As nove crianças da família de Maria vão acompanhar a procissão todas vestidas de anjos, com roupas que ela mesma costura. 'Eu gosto de me envolver por completo na festividade e faço a roupa das crianças todos os anos. Já próximo do Círio começo a comprar o material, talho o tecido e costuro. Não tem muito mistério porque os modelos são simples e são utilizados poucos materiais: cetim, renda e fitilho', explica.
Criatividade transforma papelão, cartolina e papel em asas
A neta de Maria das Graças, Gisele Anjos, 26 anos, técnica em ótica, também ajuda a preparar as crianças. Ela faz as asas que serão usadas durante a procissão. O material necessário é reciclado: papelão, cartolina e papel crepom.
Gisele conta que há oito anos levou no carro do anjo Josué a própria filha, que ainda era criancinha. Este ano, Gisele volta ao carro dos anjos com os três filhos, que têm entre 3 e 8 anos. 'Vamos por devoção à Santa e agradecer pela saúde da minha sobrinha, sobre a qual minha avó falou, pois não temos dúvidas de que foi ela foi salva por Deus e Nossa Senhora de Nazaré. É muito bom ir no carro dos anjos, é um sentimento que não tem preço'.
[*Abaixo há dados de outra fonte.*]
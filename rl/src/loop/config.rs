//! Validated, immutable run configuration

use std::path::PathBuf;
use std::time::Duration;

use tracing::debug;

use crate::error::ConfigError;
use crate::timer::Backoff;

/// Everything the controller needs to drive one run
#[derive(Debug, Clone, PartialEq)]
pub struct RunConfig {
    /// Opaque reference to the unit of work, passed unchanged to the executor
    pub spec_path: PathBuf,

    /// Upper bound on attempts, always >= 1
    pub max_iterations: u32,

    /// Pacing between attempts
    pub backoff: Backoff,
}

impl RunConfig {
    pub fn new(spec_path: PathBuf, max_iterations: u32, backoff: Backoff) -> Result<Self, ConfigError> {
        debug!(?spec_path, max_iterations, ?backoff, "RunConfig::new: called");
        if max_iterations < 1 {
            return Err(ConfigError::MaxIterations(max_iterations));
        }
        if !backoff.multiplier.is_finite() || backoff.multiplier < 1.0 {
            return Err(ConfigError::BackoffMultiplier(backoff.multiplier));
        }

        Ok(Self {
            spec_path,
            max_iterations,
            backoff,
        })
    }

    /// Delay to wait after the given attempt
    pub fn delay_after(&self, attempt: u32) -> Duration {
        self.backoff.delay_after(attempt)
    }
}
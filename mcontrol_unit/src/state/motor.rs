//! Motor health monitor.
//!
//! Classifies axis motion once per check period:
//!
//! ```text
//!            begin()
//!               │
//!               ▼
//!        ┌──────────────┐  period elapsed  ┌─────────────────────────┐
//!        │ Undetermined │ ───────────────▶ │ Ok / Stalled / WrongDir │
//!        └──────────────┘                  └─────────────────────────┘
//!               ▲                                     │
//!               └──── begin() (destall, reversal) ────┘
//! ```
//!
//! Displacement is measured in the commanded direction: more than
//! `threshold` forward is `Ok`, more than `threshold` backward is
//! `WrongDirection`, anything in between is `Stalled`.

use std::time::Duration;

use mcontrol_common::angle::{CookedAngle, Degrees};
use mcontrol_common::controller::MotorStatus;
use tracing::debug;

// ─── Monitor ────────────────────────────────────────────────────────

/// Per-slew stall monitor.
#[derive(Debug, Clone, Copy)]
pub struct MotorMonitor {
    period: Duration,
    threshold: Degrees,
    /// Angle at the start of the current period.
    sample: CookedAngle,
    /// Clock reading at the start of the current period.
    since: Duration,
    status: MotorStatus,
    /// Signed displacement along the commanded direction in the last
    /// completed period.
    last_displacement: Degrees,
}

impl MotorMonitor {
    /// Create an idle monitor. Call [`begin`](Self::begin) before the first
    /// [`check`](Self::check).
    pub const fn new(period: Duration, threshold: Degrees) -> Self {
        Self {
            period,
            threshold,
            sample: CookedAngle::new(0.0),
            since: Duration::ZERO,
            status: MotorStatus::Undetermined,
            last_displacement: 0.0,
        }
    }

    /// Restart monitoring from `angle` at time `now`.
    pub fn begin(&mut self, angle: CookedAngle, now: Duration) {
        self.sample = angle;
        self.since = now;
        self.status = MotorStatus::Undetermined;
        self.last_displacement = 0.0;
    }

    /// Classify motion if a full period has elapsed since the last sample,
    /// otherwise return the current status unchanged.
    ///
    /// `wanted_direction` is the sign of the commanded cooked motion.
    pub fn check(
        &mut self,
        angle: CookedAngle,
        now: Duration,
        wanted_direction: f64,
    ) -> MotorStatus {
        if now.saturating_sub(self.since) < self.period {
            return self.status;
        }

        let moved = (angle - self.sample) * wanted_direction.signum();
        self.status = if moved > self.threshold {
            MotorStatus::Ok
        } else if moved < -self.threshold {
            MotorStatus::WrongDirection
        } else {
            MotorStatus::Stalled
        };
        debug!(
            "Motor check: moved {:.3}° over {:?} -> {:?}",
            moved,
            now.saturating_sub(self.since),
            self.status
        );

        self.last_displacement = moved;
        self.sample = angle;
        self.since = now;
        self.status
    }

    /// Latest classification.
    #[inline]
    pub fn status(&self) -> MotorStatus {
        self.status
    }

    /// Displacement along the commanded direction in the last completed
    /// period [deg]. Negative for wrong-direction motion.
    #[inline]
    pub fn last_displacement(&self) -> Degrees {
        self.last_displacement
    }
}
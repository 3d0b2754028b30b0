//! Configuration plumbing shared by the mcontrol binaries.
//!
//! The axis schema itself lives in `mcontrol_unit::config`. This module
//! provides the error type every loader returns, the `[shared]` table and
//! the [`ConfigLoader`] trait that turns a TOML file into any
//! deserializable type.
//!
//! ```rust,no_run
//! use mcontrol_common::config::{ConfigError, ConfigLoader, SharedConfig};
//! use serde::Deserialize;
//! use std::path::Path;
//!
//! #[derive(Deserialize)]
//! struct AxisFile {
//!     #[serde(default)]
//!     shared: SharedConfig,
//! }
//!
//! fn main() -> Result<(), ConfigError> {
//!     let file = AxisFile::load(Path::new("/etc/mcontrol/mcontrol.toml"))?;
//!     file.shared.validate()?;
//!     Ok(())
//! }
//! ```

use std::fmt;
use std::path::{Path, PathBuf};

use serde::{Deserialize, Serialize};
use thiserror::Error;

use crate::angle::AngleConfigError;

/// Load-time configuration fault.
#[derive(Debug, Clone, Error)]
pub enum ConfigError {
    /// No file at the given path.
    #[error("configuration file {} not found", .0.display())]
    FileNotFound(PathBuf),

    /// Unreadable file, malformed TOML, wrong type or unknown key.
    #[error("cannot parse configuration: {0}")]
    ParseError(String),

    /// Well-formed but out of bounds or inconsistent.
    #[error("invalid configuration: {0}")]
    ValidationError(String),

    /// Rejected by the angle model.
    #[error("invalid angle configuration: {0}")]
    Angle(#[from] AngleConfigError),
}

/// Default log verbosity, overridden by `--verbose` and `RUST_LOG`.
#[derive(
    Debug, Clone, Copy, PartialEq, Eq, PartialOrd, Ord, Serialize, Deserialize, Default,
)]
#[serde(rename_all = "lowercase")]
pub enum LogLevel {
    Trace,
    Debug,
    #[default]
    Info,
    Warn,
    Error,
}

impl LogLevel {
    /// Equivalent `tracing` level.
    pub const fn as_tracing(self) -> tracing::Level {
        match self {
            Self::Trace => tracing::Level::TRACE,
            Self::Debug => tracing::Level::DEBUG,
            Self::Info => tracing::Level::INFO,
            Self::Warn => tracing::Level::WARN,
            Self::Error => tracing::Level::ERROR,
        }
    }
}

impl fmt::Display for LogLevel {
    fn fmt(&self, f: &mut fmt::Formatter<'_>) -> fmt::Result {
        fmt::Display::fmt(&self.as_tracing(), f)
    }
}

/// `[shared]` table: process identity and logging.
///
/// ```toml
/// [shared]
/// service_name = "mcontrol-dec"
/// log_level = "debug"
/// ```
#[derive(Debug, Clone, PartialEq, Serialize, Deserialize)]
#[serde(default)]
pub struct SharedConfig {
    pub log_level: LogLevel,
    /// Instance name, one per controlled axis.
    pub service_name: String,
}

impl Default for SharedConfig {
    fn default() -> Self {
        Self {
            log_level: LogLevel::default(),
            service_name: "mcontrol".to_string(),
        }
    }
}

impl SharedConfig {
    /// `service_name` must be a non-empty token without whitespace.
    pub fn validate(&self) -> Result<(), ConfigError> {
        if self.service_name.is_empty() || self.service_name.contains(char::is_whitespace) {
            return Err(ConfigError::ValidationError(format!(
                "service_name {:?} must be a non-empty token",
                self.service_name
            )));
        }
        Ok(())
    }
}

/// TOML loading for any deserializable configuration type.
///
/// A missing file is [`ConfigError::FileNotFound`]; every other read or
/// decode failure is [`ConfigError::ParseError`]. Semantic checks are left
/// to the caller.
pub trait ConfigLoader: Sized + serde::de::DeserializeOwned {
    /// Read and parse `path`.
    fn load(path: &Path) -> Result<Self, ConfigError> {
        let text = std::fs::read_to_string(path).map_err(|e| match e.kind() {
            std::io::ErrorKind::NotFound => ConfigError::FileNotFound(path.to_path_buf()),
            _ => ConfigError::ParseError(format!("{}: {e}", path.display())),
        })?;
        Self::load_str(&text)
            .map_err(|e| match e {
                ConfigError::ParseError(msg) => {
                    ConfigError::ParseError(format!("{}: {msg}", path.display()))
                }
                other => other,
            })
    }

    /// Parse TOML text.
    fn load_str(text: &str) -> Result<Self, ConfigError> {
        toml::from_str(text).map_err(|e| ConfigError::ParseError(e.to_string()))
    }
}

impl<T: serde::de::DeserializeOwned> ConfigLoader for T {}
//! State machine module root.

pub mod motor;
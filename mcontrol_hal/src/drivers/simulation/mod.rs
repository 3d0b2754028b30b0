//! Simulation driver module.
//!
//! Software model of the declination axis for development and testing
//! without physical hardware.

mod config;
mod driver;
mod physics;

pub use config::{Obstruction, SimAxisConfig};
pub use driver::{SimClock, SimMotor, SimSensor, SimulatedAxis};
pub use physics::MotorCommand;
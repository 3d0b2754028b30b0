//! Real-time preparation of the thread that runs the slew loop.
//!
//! [`rt_setup`] locks memory, touches the stack, pins the thread to one
//! core and raises it to `SCHED_FIFO`. Without the `rt` feature only the
//! argument checks run.

use thiserror::Error;

/// Stack touched before the first slew iteration.
const STACK_PREFAULT_BYTES: usize = 256 * 1024;

/// Valid `SCHED_FIFO` priorities on Linux.
pub const RT_PRIORITY_RANGE: std::ops::RangeInclusive<i32> = 1..=99;

#[derive(Debug, Clone, Error)]
pub enum RtError {
    #[error("rt priority {0} outside 1..=99")]
    InvalidPriority(i32),

    #[error("cannot lock process memory: {0}")]
    MemoryLock(String),

    #[error("cannot pin control thread to cpu {cpu}: {reason}")]
    Affinity { cpu: usize, reason: String },

    #[error("cannot switch to SCHED_FIFO at priority {priority}: {reason}")]
    Scheduler { priority: i32, reason: String },
}

/// Prepare the calling thread for the slew loop.
pub fn rt_setup(cpu_core: usize, rt_priority: i32) -> Result<(), RtError> {
    if !RT_PRIORITY_RANGE.contains(&rt_priority) {
        return Err(RtError::InvalidPriority(rt_priority));
    }
    imp::lock_memory()?;
    imp::prefault_stack();
    imp::pin_to(cpu_core)?;
    imp::fifo(rt_priority)
}

#[cfg(feature = "rt")]
mod imp {
    use super::{RtError, STACK_PREFAULT_BYTES};
    use nix::sched::{CpuSet, sched_setaffinity};
    use nix::sys::mman::{MlockallFlags, mlockall};
    use nix::unistd::Pid;

    pub(super) fn lock_memory() -> Result<(), RtError> {
        mlockall(MlockallFlags::MCL_CURRENT | MlockallFlags::MCL_FUTURE)
            .map_err(|e| RtError::MemoryLock(e.to_string()))
    }

    pub(super) fn prefault_stack() {
        let mut page = [0u8; STACK_PREFAULT_BYTES];
        for b in &mut page {
            // SAFETY: `b` is an exclusive reference into a live local array.
            unsafe { core::ptr::write_volatile(b, 0xA5) };
        }
        core::hint::black_box(&page);
    }

    pub(super) fn pin_to(cpu: usize) -> Result<(), RtError> {
        let affinity = |reason: String| RtError::Affinity { cpu, reason };
        let mut set = CpuSet::new();
        set.set(cpu).map_err(|e| affinity(e.to_string()))?;
        sched_setaffinity(Pid::from_raw(0), &set).map_err(|e| affinity(e.to_string()))
    }

    pub(super) fn fifo(priority: i32) -> Result<(), RtError> {
        let param = libc::sched_param {
            sched_priority: priority,
        };
        // SAFETY: pid 0 selects the calling thread; `param` lives across the call.
        if unsafe { libc::sched_setscheduler(0, libc::SCHED_FIFO, &param) } == 0 {
            return Ok(());
        }
        Err(RtError::Scheduler {
            priority,
            reason: std::io::Error::last_os_error().to_string(),
        })
    }
}

#[cfg(not(feature = "rt"))]
mod imp {
    use super::RtError;

    pub(super) fn lock_memory() -> Result<(), RtError> {
        Ok(())
    }

    pub(super) fn prefault_stack() {}

    pub(super) fn pin_to(_cpu: usize) -> Result<(), RtError> {
        Ok(())
    }

    pub(super) fn fifo(_priority: i32) -> Result<(), RtError> {
        Ok(())
    }
}
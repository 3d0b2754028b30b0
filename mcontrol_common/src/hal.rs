//! Hardware boundary of the controller.
//!
//! This module defines:
//! - `Sensor` - reads the raw axis angle
//! - `Motor` - accepts signed duty commands
//! - `Clock` - monotonic time source and loop pacing
//! - `HalError` - error types for hardware operations
//!
//! Drivers live outside the core; `mcontrol_hal` provides a simulation
//! driver implementing all three traits.

use std::time::{Duration, Instant};
use thiserror::Error;

use crate::angle::RawAngle;

/// Error types for hardware operations.
#[derive(Debug, Clone, Error)]
pub enum HalError {
    /// Hardware communication error
    #[error("Hardware communication error: {0}")]
    CommunicationError(String),

    /// Sensor returned something that is not an angle
    #[error("Sensor reading out of range: {0}")]
    InvalidReading(f64),

    /// Duty command rejected by the driver
    #[error("Motor rejected duty {0}%")]
    InvalidDuty(f64),
}

/// Absolute angle sensor on the axis.
///
/// Latency and blocking are the driver's concern; the controller treats a
/// read as synchronous.
pub trait Sensor: Send {
    /// Read the current raw angle.
    fn read(&mut self) -> Result<RawAngle, HalError>;
}

/// Axis drive motor.
pub trait Motor: Send {
    /// Drive at a signed duty percentage. The sign selects the direction;
    /// the controller keeps the magnitude within its configured bounds and
    /// applies the configured polarity.
    fn set_duty(&mut self, duty: f64) -> Result<(), HalError>;

    /// Remove drive.
    fn stop(&mut self) -> Result<(), HalError>;
}

/// Monotonic time source used for stall timing and loop pacing.
///
/// Wall-clock jumps must never show up in `now()`.
pub trait Clock: Send + Sync {
    /// Time elapsed since an arbitrary fixed epoch.
    fn now(&self) -> Duration;

    /// Block the calling thread for `duration`.
    fn sleep(&self, duration: Duration);
}

impl<T: Sensor + ?Sized> Sensor for Box<T> {
    fn read(&mut self) -> Result<RawAngle, HalError> {
        (**self).read()
    }
}

impl<T: Motor + ?Sized> Motor for Box<T> {
    fn set_duty(&mut self, duty: f64) -> Result<(), HalError> {
        (**self).set_duty(duty)
    }

    fn stop(&mut self) -> Result<(), HalError> {
        (**self).stop()
    }
}

/// `Clock` backed by `std::time::Instant`.
#[derive(Debug, Clone, Copy)]
pub struct MonotonicClock {
    epoch: Instant,
}

impl MonotonicClock {
    pub fn new() -> Self {
        Self {
            epoch: Instant::now(),
        }
    }
}

impl Default for MonotonicClock {
    fn default() -> Self {
        Self::new()
    }
}

impl Clock for MonotonicClock {
    fn now(&self) -> Duration {
        self.epoch.elapsed()
    }

    fn sleep(&self, duration: Duration) {
        std::thread::sleep(duration);
    }
}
Maria de Fátima Lameira, coordenadora do carro do anjo Josué, conta que há cerca de 45 anos os carros são organizados e coordenados somente por casais. Ao todo são cinco casais, sendo que um deles faz a coordenação geral dos carros. Cada carro comporta 50 crianças, que têm entre 3 e 10 anos, e conta com 120 voluntários que fazem o cordão de isolamento e empurram o carro. 'Todo mundo é guardado por algum anjo, e os carros são importantes porque muitas pessoas acreditam em anjo da guarda e pedem proteção', afirma Maria de Fátima.
Ela conta que, em um ano, na subida do Boulevard Castilhos França, uma loja pegou fogo e a corda do Círio teve que ir por dentro do Comércio, saindo quase em cima do carro dos anjos, quebrando o cordão de isolamento. 'Conseguimos conter a situação e foi tudo bem. Algumas crianças choram e os pais as tiram antes do final da procissão, mas muitas delas gostam de estar lá', diz.
Os pais podem inscrever suas crianças para participar do carro dos anjos todos os anos, na Basílica de Nazaré, desde 1º de setembro. São cadastradas 40 crianças e dez vagas são reservadas para crianças que vêm do interior. As roupas usadas pelas crianças em Belém são doadas para outros municípios que realizam círios, para serem reaproveitadas.
Reportagem especial publicada no jornal Amazônia, em 10 de outubro de 2010, dia do Círio de Nossa Senhora de Nazaré.